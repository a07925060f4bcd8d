pub mod api;
pub mod config;
pub mod error;
pub mod scheduler;
mod main_lib;

pub use main_lib::{build_state, init_tracing, AppState, StoreConnector};
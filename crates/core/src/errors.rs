//! Core error types for the Vehicle Manager.
//!
//! This module defines store-agnostic error types. Storage-specific errors
//! (from Diesel, SQLite, reqwest, etc.) are converted to these types by the
//! crate that owns the store.

use serde::{Deserialize, Serialize};
use thiserror::Error;

/// Type alias for Result using our Error type.
pub type Result<T> = std::result::Result<T, Error>;

/// Root error type for vehicle operations.
///
/// Database-specific errors are wrapped in string form to keep this type
/// store-agnostic.
#[derive(Error, Debug)]
pub enum Error {
    #[error("Input validation failed: {0}")]
    Validation(#[from] ValidationError),

    #[error("Vehicle not found: {0}")]
    NotFound(String),

    #[error("Data source unreachable: {0}")]
    Connectivity(String),

    #[error("Malformed response from data source: {0}")]
    Protocol(String),

    #[error("Database operation failed: {0}")]
    Database(#[from] DatabaseError),

    #[error("Invalid configuration value: {0}")]
    InvalidConfigValue(String),

    #[error("Unexpected error: {0}")]
    Unexpected(String),
}

/// Failure classification shared by every data source.
///
/// Presentation layers only ever see one of these four kinds; the concrete
/// `Error` variant carries the detail.
#[derive(Debug, Clone, Copy, PartialEq, Eq, Serialize, Deserialize)]
#[serde(rename_all = "SCREAMING_SNAKE_CASE")]
pub enum ErrorKind {
    Validation,
    NotFound,
    Connectivity,
    Protocol,
}

impl ErrorKind {
    pub fn as_str(&self) -> &'static str {
        match self {
            ErrorKind::Validation => "validation",
            ErrorKind::NotFound => "not found",
            ErrorKind::Connectivity => "connectivity",
            ErrorKind::Protocol => "protocol",
        }
    }
}

impl Error {
    /// Classifies this error into one of the four kinds callers react to.
    pub fn kind(&self) -> ErrorKind {
        match self {
            Error::Validation(_) => ErrorKind::Validation,
            Error::NotFound(_) => ErrorKind::NotFound,
            Error::Connectivity(_) => ErrorKind::Connectivity,
            Error::Protocol(_) => ErrorKind::Protocol,
            Error::Database(db) => match db {
                DatabaseError::NotFound(_) => ErrorKind::NotFound,
                DatabaseError::ConnectionFailed(_)
                | DatabaseError::PoolCreationFailed(_)
                | DatabaseError::Timeout(_) => ErrorKind::Connectivity,
                DatabaseError::QueryFailed(_)
                | DatabaseError::MigrationFailed(_)
                | DatabaseError::Internal(_) => ErrorKind::Protocol,
            },
            Error::InvalidConfigValue(_) => ErrorKind::Connectivity,
            Error::Unexpected(_) => ErrorKind::Protocol,
        }
    }

    pub fn not_found(id: i64) -> Self {
        Error::NotFound(format!("no vehicle with id {}", id))
    }
}

/// Store-agnostic error type for database operations.
///
/// This enum uses `String` for all error details, allowing the storage layer
/// to convert Diesel/r2d2 errors into this format.
#[derive(Error, Debug)]
pub enum DatabaseError {
    /// Failed to establish a database connection.
    #[error("Failed to connect to database: {0}")]
    ConnectionFailed(String),

    /// Failed to create or configure the connection pool.
    #[error("Failed to create database pool: {0}")]
    PoolCreationFailed(String),

    /// A write did not complete within the configured timeout.
    #[error("Database operation timed out after {0} ms")]
    Timeout(u64),

    /// A database query failed to execute.
    #[error("Database query failed: {0}")]
    QueryFailed(String),

    /// The requested record was not found.
    #[error("Record not found: {0}")]
    NotFound(String),

    /// Database migration failed.
    #[error("Database migration failed: {0}")]
    MigrationFailed(String),

    /// Internal/unexpected database error.
    #[error("Internal database error: {0}")]
    Internal(String),
}

/// Validation errors for caller-supplied vehicle data.
#[derive(Error, Debug)]
pub enum ValidationError {
    #[error("Invalid input: {0}")]
    InvalidInput(String),

    #[error("Required field '{0}' is missing")]
    MissingField(String),

    #[error("Field '{field}' is out of range: {reason}")]
    OutOfRange { field: String, reason: String },
}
* * * * * * * * *
DIRECTIONS: Please copy, exactly as written, every line in the listing above from the line with "callers react to." up to and including the line with "Internal/unexpected database error.".

TASK RESPONSE:
    /// Classifies this error into one of the four kinds callers react to.
    pub fn kind(&self) -> ErrorKind {
        match self {
            Error::Validation(_) => ErrorKind::Validation,
            Error::NotFound(_) => ErrorKind::NotFound,
            Error::Connectivity(_) => ErrorKind::Connectivity,
            Error::Protocol(_) => ErrorKind::Protocol,
            Error::Database(db) => match db {
                DatabaseError::NotFound(_) => ErrorKind::NotFound,
                DatabaseError::ConnectionFailed(_)
                | DatabaseError::PoolCreationFailed(_)
                | DatabaseError::Timeout(_) => ErrorKind::Connectivity,
                DatabaseError::QueryFailed(_)
                | DatabaseError::MigrationFailed(_)
                | DatabaseError::Internal(_) => ErrorKind::Protocol,
            },
            Error::InvalidConfigValue(_) => ErrorKind::Connectivity,
            Error::Unexpected(_) => ErrorKind::Protocol,
        }
    }

    pub fn not_found(id: i64) -> Self {
        Error::NotFound(format!("no vehicle with id {}", id))
    }
}

/// Store-agnostic error type for database operations.
///
/// This enum uses `String` for all error details, allowing the storage layer
/// to convert Diesel/r2d2 errors into this format.
#[derive(Error, Debug)]
pub enum DatabaseError {
    /// Failed to establish a database connection.
    #[error("Failed to connect to database: {0}")]
    ConnectionFailed(String),

    /// Failed to create or configure the connection pool.
    #[error("Failed to create database pool: {0}")]
    PoolCreationFailed(String),

    /// A write did not complete within the configured timeout.
    #[error("Database operation timed out after {0} ms")]
    Timeout(u64),

    /// A database query failed to execute.
    #[error("Database query failed: {0}")]
    QueryFailed(String),

    /// The requested record was not found.
    #[error("Record not found: {0}")]
    NotFound(String),

    /// Database migration failed.
    #[error("Database migration failed: {0}")]
    MigrationFailed(String),

    /// Internal/unexpected database error.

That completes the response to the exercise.